ACTIVITY: Among the entries below, how many lines include "MaintenanceRepository"? Give the number alone.

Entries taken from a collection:
===
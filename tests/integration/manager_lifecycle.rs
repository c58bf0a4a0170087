//! Manager lifecycle: one runner per active monitor, event-driven
//! restarts, deletion sweeps, and the push ingress.

use std::sync::Arc;
use std::time::Duration;

use pretty_assertions::assert_eq;

use vigilia::Event;
use vigilia::manager::MonitorManager;
use vigilia::model::{MonitorKind, MonitorStatus};
use vigilia::probe::ProbeResult;
use vigilia::repo::{HeartbeatRepository, MaintenanceRepository, MonitorRepository};

use crate::helpers::*;

/// Poll an async condition until it holds or a generous number of virtual
/// seconds has elapsed.
macro_rules! wait_for {
    ($cond:expr) => {{
        let mut tries = 0;
        while !$cond {
            tries += 1;
            assert!(tries < 400, "condition not met: {}", stringify!($cond));
            tokio::time::sleep(Duration::from_millis(50)).await;
        }
    }};
}

fn manager_for(world: &TestWorld, probe: Arc<ScriptedProbe>) -> MonitorManager {
    MonitorManager::new(
        world.store.clone(),
        world.store.clone(),
        world.store.clone(),
        world.store.clone(),
        world.runner_deps(registry_with(probe)),
    )
}

#[tokio::test(start_paused = true)]
async fn test_one_runner_per_active_monitor() {
    let world = TestWorld::new();
    let probe = Arc::new(ScriptedProbe::always(ProbeResult::up("ok", 1)));

    let active_a = test_monitor(60, 16, 0, 0);
    let active_b = test_monitor(60, 16, 0, 0);
    let mut inactive = test_monitor(60, 16, 0, 0);
    inactive.active = false;

    for monitor in [&active_a, &active_b, &inactive] {
        MonitorRepository::create(world.store.as_ref(), (*monitor).clone())
            .await
            .expect("insert");
    }

    let manager = manager_for(&world, probe);
    manager.start().await.expect("manager start");

    assert_eq!(manager.runner_count().await, 2);
    assert!(manager.has_runner(&active_a.id).await);
    assert!(manager.has_runner(&active_b.id).await);
    assert!(!manager.has_runner(&inactive.id).await);

    // Idempotent start of an already-running monitor.
    manager.start_monitor(&active_a.id).await.expect("start");
    assert_eq!(manager.runner_count().await, 2);

    manager.shutdown().await;
    assert_eq!(manager.runner_count().await, 0);
}

#[tokio::test(start_paused = true)]
async fn test_active_flip_stops_and_starts_runner() {
    let world = TestWorld::new();
    let probe = Arc::new(ScriptedProbe::always(ProbeResult::up("ok", 1)));
    let monitor = test_monitor(60, 16, 0, 0);
    MonitorRepository::create(world.store.as_ref(), monitor.clone())
        .await
        .expect("insert");

    let manager = manager_for(&world, probe);
    manager.start().await.expect("manager start");
    assert!(manager.has_runner(&monitor.id).await);

    let mut disabled = monitor.clone();
    disabled.active = false;
    MonitorRepository::update(world.store.as_ref(), &disabled)
        .await
        .expect("update");
    world.bus.publish(Event::MonitorUpdated(disabled.clone()));
    wait_for!(!manager.has_runner(&monitor.id).await);

    let mut enabled = disabled.clone();
    enabled.active = true;
    MonitorRepository::update(world.store.as_ref(), &enabled)
        .await
        .expect("update");
    world.bus.publish(Event::MonitorUpdated(enabled));
    wait_for!(manager.has_runner(&monitor.id).await);

    manager.shutdown().await;
}

#[tokio::test(start_paused = true)]
async fn test_delete_sweeps_heartbeats_and_links() {
    let world = TestWorld::new();
    let probe = Arc::new(ScriptedProbe::always(ProbeResult::up("ok", 1)));
    let monitor = test_monitor(60, 16, 0, 0);
    MonitorRepository::create(world.store.as_ref(), monitor.clone())
        .await
        .expect("insert");

    let mut maintenance =
        vigilia::model::Maintenance::new("m", vigilia::model::MaintenanceStrategy::Manual);
    maintenance.active = false;
    let maintenance = MaintenanceRepository::create(world.store.as_ref(), maintenance)
        .await
        .expect("insert");
    MaintenanceRepository::link_monitor(world.store.as_ref(), &maintenance.id, &monitor.id)
        .await
        .expect("link");

    let manager = manager_for(&world, probe);
    manager.start().await.expect("manager start");

    // Let a couple of beats accumulate.
    tokio::time::sleep(Duration::from_secs(61)).await;
    assert!(!beats_of(&world, &monitor.id).await.is_empty());

    MonitorRepository::delete(world.store.as_ref(), &monitor.id)
        .await
        .expect("delete");
    world.bus.publish(Event::MonitorDeleted(monitor.id.clone()));

    wait_for!(
        world
            .store
            .find_last_n(&monitor.id, 10)
            .await
            .unwrap()
            .is_empty()
    );
    wait_for!(
        MaintenanceRepository::find_for_monitor(world.store.as_ref(), &monitor.id)
            .await
            .unwrap()
            .is_empty()
    );

    assert!(!manager.has_runner(&monitor.id).await);
    manager.shutdown().await;
}

#[tokio::test(start_paused = true)]
async fn test_status_transition_is_persisted() {
    let world = TestWorld::new();
    let probe = Arc::new(ScriptedProbe::always(ProbeResult::down("refused")));
    let monitor = test_monitor(60, 16, 0, 0);
    MonitorRepository::create(world.store.as_ref(), monitor.clone())
        .await
        .expect("insert");

    let manager = manager_for(&world, probe);
    manager.start().await.expect("manager start");

    wait_for!(
        MonitorRepository::find_by_id(world.store.as_ref(), &monitor.id)
            .await
            .unwrap()
            .unwrap()
            .status
            == MonitorStatus::Down
    );

    manager.shutdown().await;
}

#[tokio::test(start_paused = true)]
async fn test_submit_push_synthesizes_heartbeats() {
    let world = TestWorld::new();
    let probe = Arc::new(ScriptedProbe::always(ProbeResult::up("unused", 1)));

    let mut monitor = test_monitor(60, 16, 0, 0);
    monitor.kind = MonitorKind::Push;
    monitor.push_token = Some("tok_push".to_string());
    monitor.validate().expect("valid push monitor");
    MonitorRepository::create(world.store.as_ref(), monitor.clone())
        .await
        .expect("insert");

    let manager = manager_for(&world, probe);
    manager.start().await.expect("manager start");

    let beat = manager
        .submit_push(&monitor.id, MonitorStatus::Up, 33, "alive")
        .await
        .expect("push up");
    assert_eq!(beat.status, MonitorStatus::Up);
    assert_eq!(beat.ping_ms, 33);
    assert!(!beat.important, "first push up is not a recovery");

    let beat = manager
        .submit_push(&monitor.id, MonitorStatus::Down, 0, "job failed")
        .await
        .expect("push down");
    assert!(beat.important, "up -> down push notifies");
    assert_eq!(beat.down_count, 1);

    let beat = manager
        .submit_push(&monitor.id, MonitorStatus::Up, 20, "recovered")
        .await
        .expect("push recovery");
    assert!(beat.important, "down -> up push notifies");

    // Non-push monitors reject the ingress.
    let http_monitor = test_monitor(60, 16, 0, 0);
    MonitorRepository::create(world.store.as_ref(), http_monitor.clone())
        .await
        .expect("insert");
    assert!(
        manager
            .submit_push(&http_monitor.id, MonitorStatus::Up, 1, "x")
            .await
            .is_err()
    );

    manager.shutdown().await;
}

#[tokio::test(start_paused = true)]
async fn test_monitor_lookup_by_push_token() {
    let world = TestWorld::new();
    let mut monitor = test_monitor(60, 16, 0, 0);
    monitor.kind = MonitorKind::Push;
    monitor.push_token = Some("tok_xyz".to_string());
    MonitorRepository::create(world.store.as_ref(), monitor.clone())
        .await
        .expect("insert");

    let found = world
        .store
        .find_by_push_token("tok_xyz")
        .await
        .unwrap()
        .expect("token resolves");
    assert_eq!(found.id, monitor.id);
}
===
EXERCISE RESPONSE: 4